Hi everyone, Spencer Soper here. With just a week left before Christmas, it's do-or-die time for the delivery machine Amazon.com Inc. has been assembling over the past few years.

Shoppers will spend a record $135 billion online in the last two months of 2019, and Amazon in April committed to next-day delivery on millions of items to up the pressure on competitors like Walmart Inc. and Target Corp. And now it's also ditching the training wheels of long-time logistics partners like United Parcel Service Inc. and FedEx Corp.

Amazon officially issued a no-confidence vote in FedEx ground delivery this week when it banned independent merchants from using it for quick delivery of Amazon Prime orders, saying FedEx's performance is slipping and shoppers might not get their packages in time for the gift-giving day.

What gives Amazon the confidence to publicly shame a company it had long relied upon is the maturation of its own delivery system -- which analysts expect will one day rival FedEx and UPS. The Amazon logistics network includes nearly 200 so-called fulfillment centers where products are packed and labeled for delivery to shoppers. Those warehouses are populated by more than 200,000 robots, and the company is constantly optimizing its stock inventory and geography to shorten delivery times.

But that's old news for Amazon.

More recent additions include nearly 50 cargo planes used to adjust inventory around the entire U.S. and more than 150 delivery stations where individual orders are loaded onto Amazon vans for the so-called final mile of delivery to a customer.

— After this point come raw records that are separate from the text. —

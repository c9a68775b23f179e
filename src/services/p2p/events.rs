use std::net::Ipv4Addr;

use tokio::sync::mpsc;

use super::NetworkDevice;

/// Outcome details of a group-owner negotiation.
#[derive(Debug, Clone, Default, PartialEq, Eq)]
pub struct GroupOwnerNegotiationResult {
    /// P2P status code, zero on success.
    pub status: i32,
    /// Operating frequency selected for the group in MHz.
    pub oper_freq: i32,
    /// Frequencies both sides support.
    pub frequencies: Vec<i32>,
    /// WPS provisioning method chosen.
    pub wps_method: String,
}

impl GroupOwnerNegotiationResult {
    /// Readable name for the P2P status code.
    pub fn status_name(&self) -> &'static str {
        match self.status {
            0 => "success",
            1 => "information currently unavailable",
            2 => "incompatible parameters",
            3 => "limit reached",
            4 => "invalid parameters",
            5 => "unable to accommodate request",
            6 => "previous protocol error",
            7 => "no common channels",
            8 => "unknown p2p group",
            9 => "both devices want to be group owner",
            10 => "incompatible provisioning method",
            11 => "rejected by user",
            _ => "unknown",
        }
    }
}

/// Everything the session reacts to.
///
/// Collaborators never touch session state directly; they push one of these
/// into the session's event channel and the session loop dispatches it.
#[derive(Debug, Clone, PartialEq, Eq)]
pub enum Event {
    /// The supplicant appeared on the bus.
    ServiceFound,
    /// The supplicant left the bus.
    ServiceLost,

    /// Requested firmware finished loading.
    FirmwareLoaded,
    /// Firmware was unloaded.
    FirmwareUnloaded,

    /// The supplicant manager object finished loading its properties.
    ManagerReady,
    /// The supplicant added an interface object.
    InterfaceAdded(String),
    /// The supplicant removed an interface object.
    InterfaceRemoved(String),
    /// Creating the dedicated P2P interface failed.
    InterfaceCreationFailed,
    /// Interface selection finished; empty when nothing usable was found.
    InterfaceSelectionDone(String),
    /// An interface object finished loading its properties.
    InterfaceReady(String),

    /// The management P2P device finished loading.
    P2PDeviceReady,
    /// A property of the management P2P device changed.
    P2PDeviceChanged,

    /// A peer object appeared during discovery.
    DeviceFound(String),
    /// A peer object disappeared.
    DeviceLost(String),
    /// A peer object finished loading its identity.
    PeerReady {
        /// Peer object path.
        path: String,
        /// P2P device address.
        address: String,
        /// Device name.
        name: String,
    },
    /// A peer object changed its properties.
    PeerChanged {
        /// Peer object path.
        path: String,
        /// Device name.
        name: String,
    },

    /// The P2P connect request itself was rejected.
    PeerConnectFailed,
    /// Group-owner negotiation with a peer succeeded.
    GroupOwnerNegotiationSuccess {
        /// Peer object path.
        peer_path: String,
        /// Negotiated parameters.
        result: GroupOwnerNegotiationResult,
    },
    /// Group-owner negotiation with a peer failed.
    GroupOwnerNegotiationFailure {
        /// Peer object path.
        peer_path: String,
        /// Failure details.
        result: GroupOwnerNegotiationResult,
    },
    /// A P2P group formed.
    GroupStarted {
        /// Group object path.
        group_path: String,
        /// Object path of the group's interface.
        interface_path: String,
        /// Local role, `"GO"` or `"client"`.
        role: String,
    },
    /// A P2P group was torn down.
    GroupFinished {
        /// Group object path.
        group_path: String,
        /// Object path of the group's interface.
        interface_path: String,
    },
    /// A peer asked us to form a group.
    GroupRequest {
        /// Peer object path.
        peer_path: String,
        /// WPS device password id requested by the peer.
        dev_passwd_id: i32,
    },

    /// DHCP finished and both ends of the link have addresses.
    DhcpAddressAssigned {
        /// Our address on the group interface.
        local: Ipv4Addr,
        /// The peer's address.
        remote: Ipv4Addr,
    },
    /// The DHCP client or server stopped.
    DhcpTerminated,

    /// Hostname or chassis changed.
    HostnameChanged,

    /// The connect timer armed with `generation` expired.
    ConnectTimeout {
        /// Generation the timer was armed with.
        generation: u64,
    },
}

/// Liveness-checked handle collaborators use to reach the session.
///
/// Holds only a weak sender: once the session loop is gone every emit turns
/// into a no-op instead of keeping the channel alive.
#[derive(Debug, Clone)]
pub struct EventSink {
    tx: mpsc::WeakUnboundedSender<Event>,
}

impl EventSink {
    /// Create a sink feeding the channel behind `tx`.
    pub fn new(tx: &mpsc::UnboundedSender<Event>) -> Self {
        Self { tx: tx.downgrade() }
    }

    /// Deliver `event` to the session.
    ///
    /// Returns `false` when the session no longer exists.
    pub fn emit(&self, event: Event) -> bool {
        match self.tx.upgrade() {
            Some(tx) => tx.send(event).is_ok(),
            None => false,
        }
    }

    /// Whether the session is still around.
    pub fn is_alive(&self) -> bool {
        self.tx.upgrade().is_some_and(|tx| !tx.is_closed())
    }
}

/// Notifications published to observers of the session.
#[derive(Debug, Clone, PartialEq, Eq)]
pub enum NetworkEvent {
    /// A peer became ready and is available for connecting.
    DeviceFound(NetworkDevice),
    /// Properties of a known peer changed.
    DeviceChanged(NetworkDevice),
    /// A peer disappeared.
    DeviceLost(NetworkDevice),
    /// A peer changed connection state.
    DeviceStateChanged(NetworkDevice),
    /// The P2P device itself changed, e.g. started or stopped scanning.
    Changed,
}
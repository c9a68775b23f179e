use tokio_stream::StreamExt;
use tracing::{debug, warn};
use zbus::Connection;

use super::{TaskGuard, WpaPeerProxy, args::format_address};
use crate::services::p2p::{Event, EventSink};

/// Resolve the identity of the peer at `path`, then follow its name.
pub(crate) fn watch(connection: Connection, path: &str, events: EventSink) -> TaskGuard {
    let path = path.to_string();

    TaskGuard::spawn(async move {
        if let Err(e) = watch_peer(&connection, &path, &events).await {
            warn!("Failed to watch peer {path}: {e}");
        }
    })
}

async fn watch_peer(connection: &Connection, path: &str, events: &EventSink) -> zbus::Result<()> {
    let proxy = WpaPeerProxy::builder(connection)
        .path(path.to_string())?
        .build()
        .await?;

    let mut name_changed = proxy.receive_device_name_changed().await;

    let address = format_address(&proxy.device_address().await?);
    let name = proxy.device_name().await.unwrap_or_default();

    debug!("Peer {path} is {name} ({address})");
    events.emit(Event::PeerReady {
        path: path.to_string(),
        address,
        name,
    });

    while let Some(change) = name_changed.next().await {
        if let Ok(name) = change.get().await {
            events.emit(Event::PeerChanged {
                path: path.to_string(),
                name,
            });
        }
    }

    Ok(())
}
//! Wi-Fi Display device types.

use super::Capabilities;

/// Device type advertised in the WFD device information sub-element.
#[derive(Debug, Clone, Copy, PartialEq, Eq, Hash)]
pub enum WfdDeviceType {
    /// Streams content to sinks.
    Source,
    /// Renders content received from a source.
    PrimarySink,
    /// Both source and primary sink.
    DualRole,
    /// No usable role; must not be advertised as available.
    Undefined,
}

impl WfdDeviceType {
    /// Derive the advertised device type from a capability set.
    pub fn from_capabilities(capabilities: Capabilities) -> Self {
        let source = capabilities.contains(Capabilities::SOURCE);
        let sink = capabilities.contains(Capabilities::SINK);

        match (source, sink) {
            (true, true) => Self::DualRole,
            (true, false) => Self::Source,
            (false, true) => Self::PrimarySink,
            (false, false) => Self::Undefined,
        }
    }

    /// Two-bit wire encoding from the WFD device information bitmap.
    ///
    /// `Undefined` has no encoding of its own and is sent as zero.
    pub fn wire_value(self) -> u16 {
        match self {
            Self::Source | Self::Undefined => 0b00,
            Self::PrimarySink => 0b01,
            Self::DualRole => 0b11,
        }
    }

    /// Whether peers may connect to a device advertising this type.
    pub fn is_usable(self) -> bool {
        self != Self::Undefined
    }
}
//! castlink daemon - runs a WiFi Display session against wpa_supplicant.
//!
//! `castlink run` discovers peers and optionally connects to one; `config`
//! and `schema` print the effective configuration and its JSON schema.

use std::{error::Error, path::PathBuf, time::Duration};

use castlink::{
    config::{Config, ConfigPaths},
    services::p2p::{NetworkEvent, P2PService, WpaBackend},
    tracing_config,
};
use clap::{Parser, Subcommand};
use tokio_stream::StreamExt;
use tracing::{Level, error, info, span, warn};

#[derive(Parser)]
#[command(name = "castlink")]
#[command(about = "WiFi Display session manager")]
struct Cli {
    /// Configuration file, defaults to $XDG_CONFIG_HOME/castlink/config.toml
    #[arg(short, long, global = true)]
    config: Option<PathBuf>,

    #[command(subcommand)]
    command: Commands,
}

#[derive(Subcommand)]
enum Commands {
    /// Run the session until interrupted
    Run {
        /// Scan for this many seconds after startup, overriding the config
        #[arg(long)]
        scan: Option<u64>,

        /// Connect to the peer with this P2P device address once it is found
        #[arg(long)]
        connect: Option<String>,
    },
    /// Print the effective configuration as TOML
    Config,
    /// Print the JSON schema of the configuration file
    Schema,
}

#[tokio::main]
async fn main() -> Result<(), Box<dyn Error>> {
    let cli = Cli::parse();

    match cli.command {
        Commands::Schema => {
            let schema = schemars::schema_for!(Config);
            println!("{}", serde_json::to_string_pretty(&schema)?);
        }
        Commands::Config => {
            let config = load_config(cli.config)?;
            print!("{}", toml::to_string_pretty(&config)?);
        }
        Commands::Run { scan, connect } => {
            let config = load_config(cli.config)?;
            let _log_guard = if config.general.log_to_file {
                Some(tracing_config::init_with_file(config.general.log_level)?)
            } else {
                tracing_config::init(config.general.log_level)?;
                None
            };

            let _span = span!(Level::INFO, "castlink").entered();
            run(&config, scan, connect).await?;
        }
    }

    Ok(())
}

fn load_config(path: Option<PathBuf>) -> Result<Config, Box<dyn Error>> {
    let path = match path {
        Some(path) => path,
        None => ConfigPaths::main_config()?,
    };

    Ok(Config::load(&path)?)
}

async fn run(config: &Config, scan: Option<u64>, connect: Option<String>) -> Result<(), Box<dyn Error>> {
    info!("Starting castlink");

    let backend = WpaBackend::system(config.backend_options()).await?;
    let service = P2PService::start(Box::new(backend), config.session_settings());
    let mut events = service.events();

    let scan_timeout = Duration::from_secs(scan.unwrap_or(config.p2p.scan_timeout));
    service.scan(scan_timeout)?;

    loop {
        tokio::select! {
            _ = tokio::signal::ctrl_c() => {
                info!("Interrupted, shutting down");
                break;
            }
            event = events.next() => {
                let Some(event) = event else {
                    warn!("Session stopped unexpectedly");
                    break;
                };

                match &event {
                    NetworkEvent::DeviceFound(device) => {
                        info!("Found {} ({})", device.name, device.address);

                        if connect.as_deref() == Some(device.address.as_str())
                            && !service.connect(&device.address).await?
                        {
                            error!("Could not connect to {}", device.address);
                        }
                    }
                    NetworkEvent::DeviceLost(device) => {
                        info!("Lost {} ({})", device.name, device.address);
                    }
                    NetworkEvent::DeviceStateChanged(device) => {
                        match device.ipv4_address() {
                            Some(address) => info!(
                                "{} is {} at {address}",
                                device.address,
                                device.state()
                            ),
                            None => info!("{} is {}", device.address, device.state()),
                        }
                    }
                    NetworkEvent::DeviceChanged(_) | NetworkEvent::Changed => {}
                }
            }
        }
    }

    service.shutdown().await;

    Ok(())
}
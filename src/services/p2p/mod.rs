/// Collaborator traits the session is driven through
pub mod backend;
/// Upstream observer of peer and session changes
pub mod delegate;
/// Remote peer model
pub mod device;
/// DHCP server and client processes for group links
pub mod dhcp;
/// Vendor driver commands
pub mod driver;
/// P2P service error types
pub mod error;
/// Events fed back into the session loop
pub mod events;
/// WiFi firmware loading through sysfs
pub mod firmware;
/// Host identity from systemd-hostnamed
pub mod hostname;
/// WFD device information subelement
pub mod information_element;
/// Session state machine and startup orchestration
pub mod manager;
/// Arena of known peers
pub mod registry;
/// Async handle running the session on its own task
pub mod service;
/// Connect timeout timer
pub mod timeout;
/// Shared P2P types
pub mod types;
/// wpa_supplicant and hostnamed D-Bus backend
pub mod wpa;

pub use backend::*;
pub use delegate::*;
pub use device::*;
pub use dhcp::{DhcpClient, DhcpServer, DhcpSettings};
pub use driver::*;
pub use error::*;
pub use events::*;
pub use firmware::{FirmwareSettings, SysfsFirmwareLoader};
pub use hostname::HostnamedService;
pub use information_element::DeviceInformation;
pub use manager::*;
pub use registry::*;
pub use service::*;
pub use timeout::ConnectTimeout;
pub use types::*;
pub use wpa::{WpaBackend, WpaBackendOptions};
//! Session and peer state types.

use std::fmt;

/// Connection state of a tracked peer.
///
/// A device walks `Disconnected -> Association -> Configuration -> Connected`
/// on success. `Failure` is terminal for one attempt: the session lets go of
/// the device once the group of that attempt, if one formed, has finished.
#[derive(Debug, Clone, Copy, PartialEq, Eq, Hash, Default)]
pub enum NetworkDeviceState {
    /// Not part of any group.
    #[default]
    Disconnected,
    /// A P2P connect request was issued and group-owner negotiation is running.
    Association,
    /// The group formed and addresses are being assigned over DHCP.
    Configuration,
    /// The peer has an address and the session is usable.
    Connected,
    /// The attempt failed.
    Failure,
}

impl NetworkDeviceState {
    /// Whether a P2P group exists for a device in this state.
    pub fn has_group(self) -> bool {
        matches!(self, Self::Configuration | Self::Connected)
    }
}

impl fmt::Display for NetworkDeviceState {
    fn fmt(&self, f: &mut fmt::Formatter<'_>) -> fmt::Result {
        let name = match self {
            Self::Disconnected => "disconnected",
            Self::Association => "association",
            Self::Configuration => "configuration",
            Self::Connected => "connected",
            Self::Failure => "failure",
        };
        f.write_str(name)
    }
}

/// Role the local device plays in a formed P2P group.
#[derive(Debug, Clone, Copy, PartialEq, Eq, Hash)]
pub enum GroupRole {
    /// Local side acts as the access point of the group.
    GroupOwner,
    /// Local side joined the group as a client.
    Client,
}

impl GroupRole {
    /// Parse the role string reported with a group-started signal.
    ///
    /// wpa_supplicant reports `"GO"` or `"client"`; anything that is not a
    /// group owner is treated as a client.
    pub fn from_signal(role: &str) -> Self {
        if role.eq_ignore_ascii_case("GO") {
            Self::GroupOwner
        } else {
            Self::Client
        }
    }
}

impl fmt::Display for GroupRole {
    fn fmt(&self, f: &mut fmt::Formatter<'_>) -> fmt::Result {
        match self {
            Self::GroupOwner => f.write_str("GO"),
            Self::Client => f.write_str("client"),
        }
    }
}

It's that last mile that Amazon has aggressively invested in this year, with 30,000 vans around the U.S. now designated exclusively for delivering its customers' orders.

Those beefed-up investments allow Amazon to now deliver about 50% of all U.S. orders from the warehouse to the doorstep without any help from UPS, FedEx or the US Postal Service, according to Morgan Stanley.

Amazon competitors, delivery partners and the media will be watching closely for any sign of the growing delivery machine buckling under the strain of holiday orders and expectations. But no one will be watching more closely than Dave Clark, the man who oversees Amazon's worldwide logistics operations and has been putting all of the pieces in place for the past several years. Known for his affinity to risky gambles, he is about to learn if this year is a big win or a big loss.